Stored data:
*** Block opens ***
// ABOUTME: Capability traits for the cloud services the orchestrator calls.
// ABOUTME: Defines ObjectStore, FleetApi, and both load-balancer health APIs.

mod fleet;
mod health;
mod memory;
mod store;

pub use fleet::{FleetApi, FleetError, FleetGroup, FleetInstance, GroupSpec, LifecycleState};
pub use health::{
    HealthError, HealthState, InstanceHealth, InstanceHealthApi, TargetHealth, TargetHealthApi,
};
pub use memory::MemoryStore;
pub use store::{ObjectStore, StoreError};
// ABOUTME: Locking protocol tests over the in-memory store.
// ABOUTME: Contention under concurrency, staleness reporting, and release safety.

use std::sync::Arc;

use stolos::cloud::MemoryStore;
use stolos::deploy::lock::{LockError, LockErrorKind, LockRecord, Released, acquire, release};

const PATH: &str = "app/staging/lock";

/// Test: two concurrent acquisitions against the same path produce exactly
/// one winner.
#[tokio::test]
async fn concurrent_acquires_have_one_winner() {
    let store = Arc::new(MemoryStore::new());

    let record_a = LockRecord::new("app/staging/r-1".to_string());
    let record_b = LockRecord::new("app/staging/r-2".to_string());

    let store_a = store.clone();
    let store_b = store.clone();
    let (a, b) = tokio::join!(
        async move { acquire(store_a.as_ref(), PATH, &record_a).await },
        async move { acquire(store_b.as_ref(), PATH, &record_b).await },
    );

    assert!(a.is_ok() != b.is_ok(), "exactly one acquisition must win");
    let loser = if a.is_ok() { b } else { a };
    assert_eq!(loser.unwrap_err().kind(), LockErrorKind::Held);
}

/// Test: contention reports the competing record so operators can see who
/// holds the target and for how long.
#[tokio::test]
async fn contention_reports_holder_and_staleness() {
    let store = MemoryStore::new();

    let mut old = LockRecord::new("app/staging/r-1".to_string());
    old.acquired_at = chrono::Utc::now() - chrono::Duration::hours(3);
    acquire(&store, PATH, &old).await.unwrap();

    let fresh = LockRecord::new("app/staging/r-2".to_string());
    let err = acquire(&store, PATH, &fresh).await.unwrap_err();

    let LockError::Held { record } = err else {
        panic!("expected Held, got {err:?}");
    };
    assert_eq!(record.uuid, old.uuid);
    assert!(record.is_stale());
    // Stale or not, the lock stays: recovery is a manual decision.
    assert!(store.contains(PATH));
}

/// Test: release is a no-op for a lock acquired by someone else, and the
/// winner can still release its own lock afterwards.
#[tokio::test]
async fn release_only_touches_our_own_record() {
    let store = MemoryStore::new();

    let ours = LockRecord::new("app/staging/r-1".to_string());
    acquire(&store, PATH, &ours).await.unwrap();

    let theirs = LockRecord::new("app/staging/r-2".to_string());
    let outcome = release(&store, PATH, theirs.uuid).await.unwrap();
    assert_eq!(outcome, Released::OwnerMismatch { held_by: ours.uuid });
    assert!(store.contains(PATH));

    let outcome = release(&store, PATH, ours.uuid).await.unwrap();
    assert_eq!(outcome, Released::Deleted);
    assert!(!store.contains(PATH));

    // Releasing again reports the lock as already gone.
    let outcome = release(&store, PATH, ours.uuid).await.unwrap();
    assert_eq!(outcome, Released::NotHeld);
}

/// Test: after a winner releases, the path is immediately acquirable.
#[tokio::test]
async fn released_path_is_acquirable_again() {
    let store = MemoryStore::new();

    let first = LockRecord::new("app/staging/r-1".to_string());
    acquire(&store, PATH, &first).await.unwrap();
    release(&store, PATH, first.uuid).await.unwrap();

    let second = LockRecord::new("app/staging/r-2".to_string());
    acquire(&store, PATH, &second).await.unwrap();
    assert!(store.contains(PATH));
}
*** Block closes ***
» WHAT YOU HAVE TO DO
The expected output is each line of the records above that includes the word "FleetApi".

» RESULT BELOW
// ABOUTME: Defines ObjectStore, FleetApi, and both load-balancer health APIs.
pub use fleet::{FleetApi, FleetError, FleetGroup, FleetInstance, GroupSpec, LifecycleState};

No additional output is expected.